───── Data listing

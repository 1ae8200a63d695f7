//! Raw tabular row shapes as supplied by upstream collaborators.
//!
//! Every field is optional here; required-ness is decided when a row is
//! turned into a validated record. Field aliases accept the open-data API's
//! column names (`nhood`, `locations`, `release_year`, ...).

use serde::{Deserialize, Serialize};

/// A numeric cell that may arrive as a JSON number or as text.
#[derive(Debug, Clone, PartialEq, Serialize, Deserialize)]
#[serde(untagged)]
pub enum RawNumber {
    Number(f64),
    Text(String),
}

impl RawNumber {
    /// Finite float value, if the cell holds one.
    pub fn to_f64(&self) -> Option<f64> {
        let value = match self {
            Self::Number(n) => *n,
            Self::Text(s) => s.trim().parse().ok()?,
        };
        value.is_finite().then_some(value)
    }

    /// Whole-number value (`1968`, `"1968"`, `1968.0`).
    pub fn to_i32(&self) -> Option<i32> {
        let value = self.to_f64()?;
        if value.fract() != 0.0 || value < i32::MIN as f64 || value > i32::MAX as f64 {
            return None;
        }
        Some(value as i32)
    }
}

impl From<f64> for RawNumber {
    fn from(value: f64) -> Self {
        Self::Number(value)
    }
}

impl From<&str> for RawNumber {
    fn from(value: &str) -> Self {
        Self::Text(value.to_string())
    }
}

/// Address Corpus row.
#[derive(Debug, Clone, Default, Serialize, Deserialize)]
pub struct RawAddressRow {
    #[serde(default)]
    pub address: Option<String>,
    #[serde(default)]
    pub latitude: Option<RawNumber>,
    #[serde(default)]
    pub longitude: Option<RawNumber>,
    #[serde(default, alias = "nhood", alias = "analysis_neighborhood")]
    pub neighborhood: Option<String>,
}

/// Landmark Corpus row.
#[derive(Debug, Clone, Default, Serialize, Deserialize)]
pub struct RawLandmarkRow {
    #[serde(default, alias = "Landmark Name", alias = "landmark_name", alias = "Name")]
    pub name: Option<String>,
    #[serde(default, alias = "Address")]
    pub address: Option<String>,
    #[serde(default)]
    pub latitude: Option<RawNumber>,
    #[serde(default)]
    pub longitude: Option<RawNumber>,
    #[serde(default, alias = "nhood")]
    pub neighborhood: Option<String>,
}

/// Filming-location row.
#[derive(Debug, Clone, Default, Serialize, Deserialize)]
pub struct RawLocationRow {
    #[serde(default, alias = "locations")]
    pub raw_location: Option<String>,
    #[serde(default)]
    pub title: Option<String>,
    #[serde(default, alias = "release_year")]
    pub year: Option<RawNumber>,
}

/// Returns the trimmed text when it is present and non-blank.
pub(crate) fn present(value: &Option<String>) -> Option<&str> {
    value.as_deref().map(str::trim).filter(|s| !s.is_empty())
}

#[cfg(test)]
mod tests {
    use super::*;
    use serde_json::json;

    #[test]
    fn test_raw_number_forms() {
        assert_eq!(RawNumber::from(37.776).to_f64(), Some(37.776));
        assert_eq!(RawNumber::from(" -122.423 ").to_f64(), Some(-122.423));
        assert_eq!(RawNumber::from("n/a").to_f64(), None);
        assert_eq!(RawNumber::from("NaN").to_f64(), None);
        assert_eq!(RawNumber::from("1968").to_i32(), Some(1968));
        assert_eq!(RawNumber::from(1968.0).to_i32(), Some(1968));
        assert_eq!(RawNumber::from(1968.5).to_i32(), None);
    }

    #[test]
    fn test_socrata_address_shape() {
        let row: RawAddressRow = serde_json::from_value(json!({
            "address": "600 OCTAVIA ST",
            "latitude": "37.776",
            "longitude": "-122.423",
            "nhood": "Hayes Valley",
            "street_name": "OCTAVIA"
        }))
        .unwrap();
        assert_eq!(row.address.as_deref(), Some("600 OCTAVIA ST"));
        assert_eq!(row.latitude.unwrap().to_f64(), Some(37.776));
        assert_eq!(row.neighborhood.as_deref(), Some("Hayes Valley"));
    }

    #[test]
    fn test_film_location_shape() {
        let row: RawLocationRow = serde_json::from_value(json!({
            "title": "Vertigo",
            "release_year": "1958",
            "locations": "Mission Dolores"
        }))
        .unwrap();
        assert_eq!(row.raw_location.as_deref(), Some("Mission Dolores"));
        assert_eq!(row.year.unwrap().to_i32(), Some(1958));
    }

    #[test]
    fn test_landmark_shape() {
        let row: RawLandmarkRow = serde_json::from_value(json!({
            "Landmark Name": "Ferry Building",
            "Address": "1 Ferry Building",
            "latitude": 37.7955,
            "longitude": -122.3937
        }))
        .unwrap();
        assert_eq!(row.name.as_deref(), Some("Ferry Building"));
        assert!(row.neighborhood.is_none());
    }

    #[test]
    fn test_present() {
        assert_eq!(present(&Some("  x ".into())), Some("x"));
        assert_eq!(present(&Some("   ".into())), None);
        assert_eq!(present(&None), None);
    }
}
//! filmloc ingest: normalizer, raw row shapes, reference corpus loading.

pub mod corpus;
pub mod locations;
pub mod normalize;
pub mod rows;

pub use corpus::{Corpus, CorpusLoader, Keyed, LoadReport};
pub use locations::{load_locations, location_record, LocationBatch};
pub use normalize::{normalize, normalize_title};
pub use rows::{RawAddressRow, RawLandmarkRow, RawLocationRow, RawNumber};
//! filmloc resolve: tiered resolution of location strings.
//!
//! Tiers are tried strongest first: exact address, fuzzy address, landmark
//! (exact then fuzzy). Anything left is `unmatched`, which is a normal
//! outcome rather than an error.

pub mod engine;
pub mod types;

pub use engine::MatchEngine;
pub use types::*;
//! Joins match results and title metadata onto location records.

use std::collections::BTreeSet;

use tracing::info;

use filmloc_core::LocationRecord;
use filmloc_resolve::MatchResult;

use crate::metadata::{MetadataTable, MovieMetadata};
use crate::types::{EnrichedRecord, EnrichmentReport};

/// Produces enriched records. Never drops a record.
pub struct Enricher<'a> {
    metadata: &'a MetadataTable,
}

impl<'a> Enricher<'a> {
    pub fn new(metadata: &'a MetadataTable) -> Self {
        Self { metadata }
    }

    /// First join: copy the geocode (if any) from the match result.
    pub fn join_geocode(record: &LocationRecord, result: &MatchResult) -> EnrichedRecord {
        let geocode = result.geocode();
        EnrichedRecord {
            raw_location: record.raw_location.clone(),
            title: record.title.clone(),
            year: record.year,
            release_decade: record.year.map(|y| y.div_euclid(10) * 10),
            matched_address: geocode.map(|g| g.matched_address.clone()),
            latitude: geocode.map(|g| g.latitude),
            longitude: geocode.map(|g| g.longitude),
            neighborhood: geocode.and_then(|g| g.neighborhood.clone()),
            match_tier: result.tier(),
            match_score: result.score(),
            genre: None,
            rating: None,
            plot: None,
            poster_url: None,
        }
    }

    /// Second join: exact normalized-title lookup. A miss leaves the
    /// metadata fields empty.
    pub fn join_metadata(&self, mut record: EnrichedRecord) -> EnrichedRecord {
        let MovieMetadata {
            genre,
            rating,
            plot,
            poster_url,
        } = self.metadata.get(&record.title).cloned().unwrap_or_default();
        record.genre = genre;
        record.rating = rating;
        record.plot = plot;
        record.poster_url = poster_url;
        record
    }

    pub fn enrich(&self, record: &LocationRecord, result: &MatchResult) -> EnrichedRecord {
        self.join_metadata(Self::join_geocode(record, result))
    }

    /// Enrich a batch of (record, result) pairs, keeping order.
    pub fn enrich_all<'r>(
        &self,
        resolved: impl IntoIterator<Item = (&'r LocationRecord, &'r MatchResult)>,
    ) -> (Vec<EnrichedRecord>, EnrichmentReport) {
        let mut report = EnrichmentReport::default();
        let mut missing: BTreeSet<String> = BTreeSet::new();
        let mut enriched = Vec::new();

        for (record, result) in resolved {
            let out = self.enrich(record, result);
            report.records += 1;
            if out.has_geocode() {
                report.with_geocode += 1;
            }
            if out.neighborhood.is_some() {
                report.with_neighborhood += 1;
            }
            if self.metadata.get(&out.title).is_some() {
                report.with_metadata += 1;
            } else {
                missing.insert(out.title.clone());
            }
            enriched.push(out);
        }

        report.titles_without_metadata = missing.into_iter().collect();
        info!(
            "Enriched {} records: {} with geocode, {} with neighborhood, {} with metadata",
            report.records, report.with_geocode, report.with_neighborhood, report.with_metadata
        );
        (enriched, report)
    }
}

──────────

### Problem to work on
Copy each line in the data that holds the word "exact".

### Solution to the problem
//! Tiers are tried strongest first: exact address, fuzzy address, landmark
//! (exact then fuzzy). Anything left is `unmatched`, which is a normal
    /// Second join: exact normalized-title lookup. A miss leaves the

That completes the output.